BEGIN
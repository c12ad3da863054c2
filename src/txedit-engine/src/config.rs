//! Engine configuration.

use std::path::PathBuf;

use txedit_refs::ScanConfig;

use crate::verify::VerifyConfig;

/// Configuration for a [`crate::TransactionManager`].
#[derive(Debug, Clone)]
pub struct EngineConfig {
    /// Project root. Relative edit paths resolve against it; the reference
    /// scan and the verification command are both scoped to it.
    pub root: PathBuf,

    /// Reference scanning configuration.
    pub scan: ScanConfig,

    /// Verification gate configuration.
    pub verify: VerifyConfig,
}

impl EngineConfig {
    /// Creates a configuration with default scanning and verification for
    /// the given project root.
    pub fn new(root: impl Into<PathBuf>) -> Self {
        let root = root.into();
        Self {
            scan: ScanConfig::new(&root),
            verify: VerifyConfig::default(),
            root,
        }
    }

    pub fn with_scan(mut self, scan: ScanConfig) -> Self {
        self.scan = scan;
        self
    }

    pub fn with_verify(mut self, verify: VerifyConfig) -> Self {
        self.verify = verify;
        self
    }
}

#[cfg(test)]
mod tests {
    use super::*;

    #[test]
    fn scan_root_follows_engine_root() {
        let config = EngineConfig::new("/tmp/project");
        assert_eq!(config.scan.root, PathBuf::from("/tmp/project"));
    }

    #[test]
    fn builders_replace_sections() {
        let config = EngineConfig::new("/tmp/project")
            .with_verify(VerifyConfig::disabled())
            .with_scan(ScanConfig::new("/tmp/project").with_respect_gitignore(false));
        assert!(config.verify.command.is_empty());
        assert!(!config.scan.respect_gitignore);
    }
}
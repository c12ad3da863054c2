//! Filesystem edit primitives.
//!
//! None of these are idempotent; the transaction manager invokes each one at
//! most once per edit.

use std::io::ErrorKind;
use std::path::{Path, PathBuf};

use crate::edit::{EditOp, FileEdit, LineChange};
use crate::error::{EngineError, EngineResult};

/// Resolves an edit path against the project root.
pub fn resolve(root: &Path, path: &Path) -> PathBuf {
    if path.is_absolute() {
        path.to_path_buf()
    } else {
        root.join(path)
    }
}

/// Applies one edit. The edit is assumed to have passed
/// [`FileEdit::validate`].
pub async fn apply_edit(root: &Path, edit: &FileEdit) -> EngineResult<()> {
    let path = resolve(root, &edit.path);
    match edit.op {
        EditOp::Create => {
            let content = edit.content.as_deref().unwrap_or_default();
            create_file(&path, content).await
        }
        EditOp::Modify => {
            if let Some(content) = &edit.content {
                write_file(&path, content).await
            } else {
                let changes = edit.line_changes.as_deref().unwrap_or_default();
                modify_lines(&path, changes).await
            }
        }
        EditOp::Delete => delete_file(&path).await,
        EditOp::Rename => {
            let new_path = resolve(root, edit.new_path.as_deref().unwrap_or(&edit.path));
            rename_file(&path, &new_path).await
        }
    }
}

/// Creates parent directories recursively, then writes content. Overwrites
/// silently if the path exists (last writer wins).
pub async fn create_file(path: &Path, content: &str) -> EngineResult<()> {
    create_parents(path).await?;
    write_file(path, content).await
}

/// Removes the file; a missing file is an error and propagates.
pub async fn delete_file(path: &Path) -> EngineResult<()> {
    tokio::fs::remove_file(path)
        .await
        .map_err(|source| EngineError::Delete {
            path: path.to_path_buf(),
            source,
        })
}

/// Creates the destination's parent directories, then moves the file.
/// Refuses to overwrite an existing destination.
pub async fn rename_file(path: &Path, new_path: &Path) -> EngineResult<()> {
    match tokio::fs::metadata(new_path).await {
        Ok(_) => {
            return Err(EngineError::DestinationExists {
                path: new_path.to_path_buf(),
            });
        }
        Err(e) if e.kind() == ErrorKind::NotFound => {}
        Err(source) => {
            return Err(EngineError::Read {
                path: new_path.to_path_buf(),
                source,
            });
        }
    }

    create_parents(new_path).await?;
    tokio::fs::rename(path, new_path)
        .await
        .map_err(|source| EngineError::Rename {
            from: path.to_path_buf(),
            to: new_path.to_path_buf(),
            source,
        })
}

/// Applies line changes against the current line array.
///
/// Changes are processed in descending `start_line` order so that earlier
/// edits' line numbers remain valid despite length changes from later
/// (higher-line) edits. Each change's `old_text` must match the current
/// range text; an empty `new_text` removes the range.
pub async fn modify_lines(path: &Path, changes: &[LineChange]) -> EngineResult<()> {
    let content = tokio::fs::read_to_string(path)
        .await
        .map_err(|source| EngineError::Read {
            path: path.to_path_buf(),
            source,
        })?;

    let rewritten = apply_line_changes(path, &content, changes)?;
    write_file(path, &rewritten).await
}

/// Pure line-splice logic, separated from I/O for testability.
pub fn apply_line_changes(
    path: &Path,
    content: &str,
    changes: &[LineChange],
) -> EngineResult<String> {
    let mut lines: Vec<String> = content.split('\n').map(str::to_string).collect();

    let mut ordered: Vec<&LineChange> = changes.iter().collect();
    ordered.sort_by(|a, b| b.start_line.cmp(&a.start_line));

    for change in ordered {
        let start = change.start_line;
        let end = change.end_line;
        if start == 0 || end < start || end > lines.len() {
            return Err(EngineError::LineOutOfBounds {
                path: path.to_path_buf(),
                start_line: start,
                end_line: end,
                line_count: lines.len(),
            });
        }

        let current = lines[start - 1..end].join("\n");
        if current != change.old_text {
            return Err(EngineError::LineMismatch {
                path: path.to_path_buf(),
                start_line: start,
                end_line: end,
            });
        }

        let replacement: Vec<String> = if change.new_text.is_empty() {
            Vec::new()
        } else {
            change.new_text.split('\n').map(str::to_string).collect()
        };
        lines.splice(start - 1..end, replacement);
    }

    Ok(lines.join("\n"))
}

async fn write_file(path: &Path, content: &str) -> EngineResult<()> {
    tokio::fs::write(path, content)
        .await
        .map_err(|source| EngineError::Write {
            path: path.to_path_buf(),
            source,
        })
}

async fn create_parents(path: &Path) -> EngineResult<()> {
    if let Some(parent) = path.parent()
        && !parent.as_os_str().is_empty()
    {
        tokio::fs::create_dir_all(parent)
            .await
            .map_err(|source| EngineError::CreateDir {
                path: parent.to_path_buf(),
                source,
            })?;
    }
    Ok(())
}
END
### What is expected
Write the data out in full, matching every line exactly.

### Solution to this exercise
repository c12ad3da863054c2
filename src/txedit-engine/src/config.rs
//! Engine configuration.

use std::path::PathBuf;

use txedit_refs::ScanConfig;

use crate::verify::VerifyConfig;

/// Configuration for a [`crate::TransactionManager`].
#[derive(Debug, Clone)]
pub struct EngineConfig {
    /// Project root. Relative edit paths resolve against it; the reference
    /// scan and the verification command are both scoped to it.
    pub root: PathBuf,

    /// Reference scanning configuration.
    pub scan: ScanConfig,

    /// Verification gate configuration.
    pub verify: VerifyConfig,
}

impl EngineConfig {
    /// Creates a configuration with default scanning and verification for
    /// the given project root.
    pub fn new(root: impl Into<PathBuf>) -> Self {
        let root = root.into();
        Self {
            scan: ScanConfig::new(&root),
            verify: VerifyConfig::default(),
            root,
        }
    }

    pub fn with_scan(mut self, scan: ScanConfig) -> Self {
        self.scan = scan;
        self
    }

    pub fn with_verify(mut self, verify: VerifyConfig) -> Self {
        self.verify = verify;
        self
    }
}

#[cfg(test)]
mod tests {
    use super::*;

    #[test]
    fn scan_root_follows_engine_root() {
        let config = EngineConfig::new("/tmp/project");
        assert_eq!(config.scan.root, PathBuf::from("/tmp/project"));
    }

    #[test]
    fn builders_replace_sections() {
        let config = EngineConfig::new("/tmp/project")
            .with_verify(VerifyConfig::disabled())
            .with_scan(ScanConfig::new("/tmp/project").with_respect_gitignore(false));
        assert!(config.verify.command.is_empty());
        assert!(!config.scan.respect_gitignore);
    }
}
repository c12ad3da863054c2
//! Filesystem edit primitives.
//!
//! None of these are idempotent; the transaction manager invokes each one at
//! most once per edit.

use std::io::ErrorKind;
use std::path::{Path, PathBuf};

use crate::edit::{EditOp, FileEdit, LineChange};
use crate::error::{EngineError, EngineResult};

/// Resolves an edit path against the project root.
pub fn resolve(root: &Path, path: &Path) -> PathBuf {
    if path.is_absolute() {
        path.to_path_buf()
    } else {
        root.join(path)
    }
}

/// Applies one edit. The edit is assumed to have passed
/// [`FileEdit::validate`].
pub async fn apply_edit(root: &Path, edit: &FileEdit) -> EngineResult<()> {
    let path = resolve(root, &edit.path);
    match edit.op {
        EditOp::Create => {
            let content = edit.content.as_deref().unwrap_or_default();
            create_file(&path, content).await
        }
        EditOp::Modify => {
            if let Some(content) = &edit.content {
                write_file(&path, content).await
            } else {
                let changes = edit.line_changes.as_deref().unwrap_or_default();
                modify_lines(&path, changes).await
            }
        }
        EditOp::Delete => delete_file(&path).await,
        EditOp::Rename => {
            let new_path = resolve(root, edit.new_path.as_deref().unwrap_or(&edit.path));
            rename_file(&path, &new_path).await
        }
    }
}

/// Creates parent directories recursively, then writes content. Overwrites
/// silently if the path exists (last writer wins).
pub async fn create_file(path: &Path, content: &str) -> EngineResult<()> {
    create_parents(path).await?;
    write_file(path, content).await
}

/// Removes the file; a missing file is an error and propagates.
pub async fn delete_file(path: &Path) -> EngineResult<()> {
    tokio::fs::remove_file(path)
        .await
        .map_err(|source| EngineError::Delete {
            path: path.to_path_buf(),
            source,
        })
}

/// Creates the destination's parent directories, then moves the file.
/// Refuses to overwrite an existing destination.
pub async fn rename_file(path: &Path, new_path: &Path) -> EngineResult<()> {
    match tokio::fs::metadata(new_path).await {
        Ok(_) => {
            return Err(EngineError::DestinationExists {
                path: new_path.to_path_buf(),
            });
        }
        Err(e) if e.kind() == ErrorKind::NotFound => {}
        Err(source) => {
            return Err(EngineError::Read {
                path: new_path.to_path_buf(),
                source,
            });
        }
    }

    create_parents(new_path).await?;
    tokio::fs::rename(path, new_path)
        .await
        .map_err(|source| EngineError::Rename {
            from: path.to_path_buf(),
            to: new_path.to_path_buf(),
            source,
        })
}

/// Applies line changes against the current line array.
///
/// Changes are processed in descending `start_line` order so that earlier
/// edits' line numbers remain valid despite length changes from later
/// (higher-line) edits. Each change's `old_text` must match the current
/// range text; an empty `new_text` removes the range.
pub async fn modify_lines(path: &Path, changes: &[LineChange]) -> EngineResult<()> {
    let content = tokio::fs::read_to_string(path)
        .await
        .map_err(|source| EngineError::Read {
            path: path.to_path_buf(),
            source,
        })?;

    let rewritten = apply_line_changes(path, &content, changes)?;
    write_file(path, &rewritten).await
}

/// Pure line-splice logic, separated from I/O for testability.
pub fn apply_line_changes(
    path: &Path,
    content: &str,
    changes: &[LineChange],
) -> EngineResult<String> {
    let mut lines: Vec<String> = content.split('\n').map(str::to_string).collect();

    let mut ordered: Vec<&LineChange> = changes.iter().collect();
    ordered.sort_by(|a, b| b.start_line.cmp(&a.start_line));

    for change in ordered {
        let start = change.start_line;
        let end = change.end_line;
        if start == 0 || end < start || end > lines.len() {
            return Err(EngineError::LineOutOfBounds {
                path: path.to_path_buf(),
                start_line: start,
                end_line: end,
                line_count: lines.len(),
            });
        }

        let current = lines[start - 1..end].join("\n");
        if current != change.old_text {
            return Err(EngineError::LineMismatch {
                path: path.to_path_buf(),
                start_line: start,
                end_line: end,
            });
        }

        let replacement: Vec<String> = if change.new_text.is_empty() {
            Vec::new()
        } else {
            change.new_text.split('\n').map(str::to_string).collect()
        };
        lines.splice(start - 1..end, replacement);
    }

    Ok(lines.join("\n"))
}

async fn write_file(path: &Path, content: &str) -> EngineResult<()> {
    tokio::fs::write(path, content)
        .await
        .map_err(|source| EngineError::Write {
            path: path.to_path_buf(),
            source,
        })
}

async fn create_parents(path: &Path) -> EngineResult<()> {
    if let Some(parent) = path.parent()
        && !parent.as_os_str().is_empty()
    {
        tokio::fs::create_dir_all(parent)
            .await
            .map_err(|source| EngineError::CreateDir {
                path: parent.to_path_buf(),
                source,
            })?;
    }
    Ok(())
}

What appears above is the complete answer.